══ Records for this task ══

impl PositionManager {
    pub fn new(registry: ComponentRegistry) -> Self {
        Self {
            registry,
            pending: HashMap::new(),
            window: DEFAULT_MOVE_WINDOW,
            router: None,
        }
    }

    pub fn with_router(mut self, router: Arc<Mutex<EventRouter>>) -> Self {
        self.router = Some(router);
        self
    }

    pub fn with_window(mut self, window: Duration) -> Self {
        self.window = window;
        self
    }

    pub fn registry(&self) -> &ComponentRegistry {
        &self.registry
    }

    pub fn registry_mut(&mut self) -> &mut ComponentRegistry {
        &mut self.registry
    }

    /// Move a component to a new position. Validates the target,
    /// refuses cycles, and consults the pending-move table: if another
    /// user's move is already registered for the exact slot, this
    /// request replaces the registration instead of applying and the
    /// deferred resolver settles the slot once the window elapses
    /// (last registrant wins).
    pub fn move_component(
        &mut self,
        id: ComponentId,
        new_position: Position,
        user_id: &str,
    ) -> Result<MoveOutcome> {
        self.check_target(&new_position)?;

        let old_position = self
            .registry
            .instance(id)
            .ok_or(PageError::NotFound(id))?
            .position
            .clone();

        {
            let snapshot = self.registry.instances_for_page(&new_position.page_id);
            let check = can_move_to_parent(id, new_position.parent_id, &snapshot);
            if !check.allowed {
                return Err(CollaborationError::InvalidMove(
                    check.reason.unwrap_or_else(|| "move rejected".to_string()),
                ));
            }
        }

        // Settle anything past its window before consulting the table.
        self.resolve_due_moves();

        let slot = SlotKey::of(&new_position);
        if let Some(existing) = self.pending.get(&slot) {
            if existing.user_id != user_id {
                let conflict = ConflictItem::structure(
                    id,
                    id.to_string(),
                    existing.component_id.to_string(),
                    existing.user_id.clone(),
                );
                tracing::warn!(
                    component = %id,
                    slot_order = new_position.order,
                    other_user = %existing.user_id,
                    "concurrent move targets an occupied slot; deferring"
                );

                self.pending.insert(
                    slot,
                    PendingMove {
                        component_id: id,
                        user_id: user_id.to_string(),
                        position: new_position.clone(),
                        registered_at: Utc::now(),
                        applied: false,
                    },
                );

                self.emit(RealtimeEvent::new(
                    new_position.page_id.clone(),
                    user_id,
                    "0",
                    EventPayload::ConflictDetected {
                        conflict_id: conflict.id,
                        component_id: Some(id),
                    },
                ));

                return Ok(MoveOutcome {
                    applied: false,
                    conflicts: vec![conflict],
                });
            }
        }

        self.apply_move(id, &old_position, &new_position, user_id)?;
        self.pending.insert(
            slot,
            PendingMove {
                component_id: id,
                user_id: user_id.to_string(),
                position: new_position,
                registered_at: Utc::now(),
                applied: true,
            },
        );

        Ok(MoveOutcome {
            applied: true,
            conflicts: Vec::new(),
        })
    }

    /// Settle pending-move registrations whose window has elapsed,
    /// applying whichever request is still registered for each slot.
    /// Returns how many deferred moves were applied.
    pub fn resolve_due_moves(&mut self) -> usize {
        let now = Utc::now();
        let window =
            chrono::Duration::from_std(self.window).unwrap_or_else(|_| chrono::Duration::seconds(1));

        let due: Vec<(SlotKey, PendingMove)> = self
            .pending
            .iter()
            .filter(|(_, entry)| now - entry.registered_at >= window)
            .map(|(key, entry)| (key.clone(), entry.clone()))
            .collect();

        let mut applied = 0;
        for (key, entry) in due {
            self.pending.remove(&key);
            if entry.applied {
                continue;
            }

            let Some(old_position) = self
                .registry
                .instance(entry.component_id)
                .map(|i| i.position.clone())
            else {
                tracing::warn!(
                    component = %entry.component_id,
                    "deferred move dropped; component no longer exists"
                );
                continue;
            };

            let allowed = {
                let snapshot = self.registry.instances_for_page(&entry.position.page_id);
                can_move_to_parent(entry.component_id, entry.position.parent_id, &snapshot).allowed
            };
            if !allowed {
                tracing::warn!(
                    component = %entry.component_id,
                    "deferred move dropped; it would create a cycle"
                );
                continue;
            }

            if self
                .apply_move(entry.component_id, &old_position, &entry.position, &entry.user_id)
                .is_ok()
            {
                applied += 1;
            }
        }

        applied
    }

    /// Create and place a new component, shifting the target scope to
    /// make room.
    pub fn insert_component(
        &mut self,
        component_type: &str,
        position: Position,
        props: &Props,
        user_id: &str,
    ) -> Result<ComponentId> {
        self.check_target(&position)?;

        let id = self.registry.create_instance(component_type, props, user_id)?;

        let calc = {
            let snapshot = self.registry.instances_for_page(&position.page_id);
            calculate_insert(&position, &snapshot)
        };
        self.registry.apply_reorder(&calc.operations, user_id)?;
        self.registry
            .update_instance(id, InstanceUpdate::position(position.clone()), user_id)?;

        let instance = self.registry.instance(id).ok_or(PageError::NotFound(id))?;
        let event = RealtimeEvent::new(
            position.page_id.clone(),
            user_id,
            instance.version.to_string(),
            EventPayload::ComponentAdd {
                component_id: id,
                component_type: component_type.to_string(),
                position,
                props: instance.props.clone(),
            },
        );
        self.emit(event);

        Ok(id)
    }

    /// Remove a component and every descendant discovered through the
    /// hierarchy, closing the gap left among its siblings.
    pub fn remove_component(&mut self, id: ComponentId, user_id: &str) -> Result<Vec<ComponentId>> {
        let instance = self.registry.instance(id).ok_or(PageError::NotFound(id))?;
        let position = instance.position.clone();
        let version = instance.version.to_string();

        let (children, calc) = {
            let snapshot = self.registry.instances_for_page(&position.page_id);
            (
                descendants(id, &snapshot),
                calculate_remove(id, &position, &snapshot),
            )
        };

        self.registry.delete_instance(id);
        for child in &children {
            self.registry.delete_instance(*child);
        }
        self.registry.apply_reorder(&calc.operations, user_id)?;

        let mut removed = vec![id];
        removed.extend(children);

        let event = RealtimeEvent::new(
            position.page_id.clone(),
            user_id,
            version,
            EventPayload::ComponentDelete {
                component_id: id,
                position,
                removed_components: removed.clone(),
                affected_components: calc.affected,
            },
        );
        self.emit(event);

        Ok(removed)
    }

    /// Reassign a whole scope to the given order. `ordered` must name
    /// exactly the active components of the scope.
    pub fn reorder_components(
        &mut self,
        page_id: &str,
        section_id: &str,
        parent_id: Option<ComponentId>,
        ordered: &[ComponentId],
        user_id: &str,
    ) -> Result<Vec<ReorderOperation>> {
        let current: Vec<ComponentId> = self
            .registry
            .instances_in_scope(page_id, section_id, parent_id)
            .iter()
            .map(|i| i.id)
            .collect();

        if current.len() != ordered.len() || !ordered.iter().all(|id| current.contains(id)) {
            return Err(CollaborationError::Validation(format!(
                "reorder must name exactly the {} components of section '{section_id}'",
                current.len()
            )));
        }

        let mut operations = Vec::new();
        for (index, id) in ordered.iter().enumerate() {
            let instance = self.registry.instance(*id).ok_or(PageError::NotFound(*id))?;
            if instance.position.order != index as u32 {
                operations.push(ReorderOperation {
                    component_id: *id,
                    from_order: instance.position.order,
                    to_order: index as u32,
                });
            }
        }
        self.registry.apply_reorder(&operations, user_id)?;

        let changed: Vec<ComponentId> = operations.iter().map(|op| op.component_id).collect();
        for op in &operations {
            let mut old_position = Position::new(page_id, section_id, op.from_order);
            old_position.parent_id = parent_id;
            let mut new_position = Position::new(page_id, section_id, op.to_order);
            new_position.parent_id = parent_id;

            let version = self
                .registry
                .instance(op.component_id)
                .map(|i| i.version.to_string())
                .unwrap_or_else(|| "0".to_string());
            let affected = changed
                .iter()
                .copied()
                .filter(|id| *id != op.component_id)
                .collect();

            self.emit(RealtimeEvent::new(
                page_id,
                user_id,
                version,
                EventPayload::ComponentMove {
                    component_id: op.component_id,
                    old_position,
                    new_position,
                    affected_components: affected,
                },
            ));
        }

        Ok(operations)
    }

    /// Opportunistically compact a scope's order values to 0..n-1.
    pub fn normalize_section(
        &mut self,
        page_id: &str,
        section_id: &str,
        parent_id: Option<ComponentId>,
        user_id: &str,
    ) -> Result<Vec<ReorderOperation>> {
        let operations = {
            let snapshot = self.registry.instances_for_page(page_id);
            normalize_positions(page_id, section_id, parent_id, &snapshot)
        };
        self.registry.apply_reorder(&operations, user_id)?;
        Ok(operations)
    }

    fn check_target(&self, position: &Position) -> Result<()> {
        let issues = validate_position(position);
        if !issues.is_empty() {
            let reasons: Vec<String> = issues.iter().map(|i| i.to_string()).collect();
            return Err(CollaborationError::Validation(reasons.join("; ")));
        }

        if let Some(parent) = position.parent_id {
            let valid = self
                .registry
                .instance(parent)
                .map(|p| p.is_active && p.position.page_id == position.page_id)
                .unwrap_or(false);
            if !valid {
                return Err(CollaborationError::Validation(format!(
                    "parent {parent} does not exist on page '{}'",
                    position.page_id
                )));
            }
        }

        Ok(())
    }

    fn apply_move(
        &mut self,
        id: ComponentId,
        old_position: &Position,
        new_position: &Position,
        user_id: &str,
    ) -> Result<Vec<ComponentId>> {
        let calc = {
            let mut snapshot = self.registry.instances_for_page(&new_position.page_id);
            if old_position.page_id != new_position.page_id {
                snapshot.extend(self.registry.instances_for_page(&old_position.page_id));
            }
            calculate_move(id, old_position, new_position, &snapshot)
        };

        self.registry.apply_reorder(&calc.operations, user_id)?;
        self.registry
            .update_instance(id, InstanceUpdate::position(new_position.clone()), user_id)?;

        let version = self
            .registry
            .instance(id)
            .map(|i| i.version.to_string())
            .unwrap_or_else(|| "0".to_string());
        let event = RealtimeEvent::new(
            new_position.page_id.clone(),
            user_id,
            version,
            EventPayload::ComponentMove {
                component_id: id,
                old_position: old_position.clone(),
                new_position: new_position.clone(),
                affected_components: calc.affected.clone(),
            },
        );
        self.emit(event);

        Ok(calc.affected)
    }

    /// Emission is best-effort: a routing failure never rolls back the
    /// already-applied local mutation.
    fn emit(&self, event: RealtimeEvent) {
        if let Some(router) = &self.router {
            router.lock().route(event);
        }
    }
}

═══
══ Records for this task ══

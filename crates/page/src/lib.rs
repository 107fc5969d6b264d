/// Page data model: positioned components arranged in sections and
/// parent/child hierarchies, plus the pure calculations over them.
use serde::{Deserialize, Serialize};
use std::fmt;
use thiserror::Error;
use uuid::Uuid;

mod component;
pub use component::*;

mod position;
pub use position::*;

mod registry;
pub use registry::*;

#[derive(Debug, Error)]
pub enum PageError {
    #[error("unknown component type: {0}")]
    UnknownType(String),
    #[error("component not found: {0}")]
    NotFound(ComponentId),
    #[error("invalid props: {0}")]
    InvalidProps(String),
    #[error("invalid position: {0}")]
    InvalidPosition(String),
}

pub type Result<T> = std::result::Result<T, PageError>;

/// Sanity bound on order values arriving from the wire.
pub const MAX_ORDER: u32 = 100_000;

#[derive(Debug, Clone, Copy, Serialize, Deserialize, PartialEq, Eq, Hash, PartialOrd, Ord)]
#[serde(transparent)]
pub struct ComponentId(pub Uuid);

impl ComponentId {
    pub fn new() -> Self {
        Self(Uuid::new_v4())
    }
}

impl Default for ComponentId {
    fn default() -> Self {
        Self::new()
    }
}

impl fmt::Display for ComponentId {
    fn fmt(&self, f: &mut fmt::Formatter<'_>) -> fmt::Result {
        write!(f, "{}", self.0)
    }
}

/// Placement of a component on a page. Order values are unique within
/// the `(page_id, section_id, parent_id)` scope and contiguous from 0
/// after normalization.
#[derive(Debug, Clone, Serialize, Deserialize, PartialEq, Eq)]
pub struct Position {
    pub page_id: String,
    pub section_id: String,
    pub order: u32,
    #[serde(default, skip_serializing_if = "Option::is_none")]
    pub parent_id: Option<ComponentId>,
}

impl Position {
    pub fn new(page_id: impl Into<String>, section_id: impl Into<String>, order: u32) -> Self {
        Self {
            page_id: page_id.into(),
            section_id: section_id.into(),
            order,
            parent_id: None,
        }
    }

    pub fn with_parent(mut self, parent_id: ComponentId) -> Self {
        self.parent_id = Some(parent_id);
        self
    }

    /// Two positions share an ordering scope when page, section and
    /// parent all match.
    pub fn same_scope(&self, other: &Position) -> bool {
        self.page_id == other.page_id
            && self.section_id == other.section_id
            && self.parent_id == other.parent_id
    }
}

═══

Determine how many lines in the records above have the string "Serialize". Only the number should be returned.

3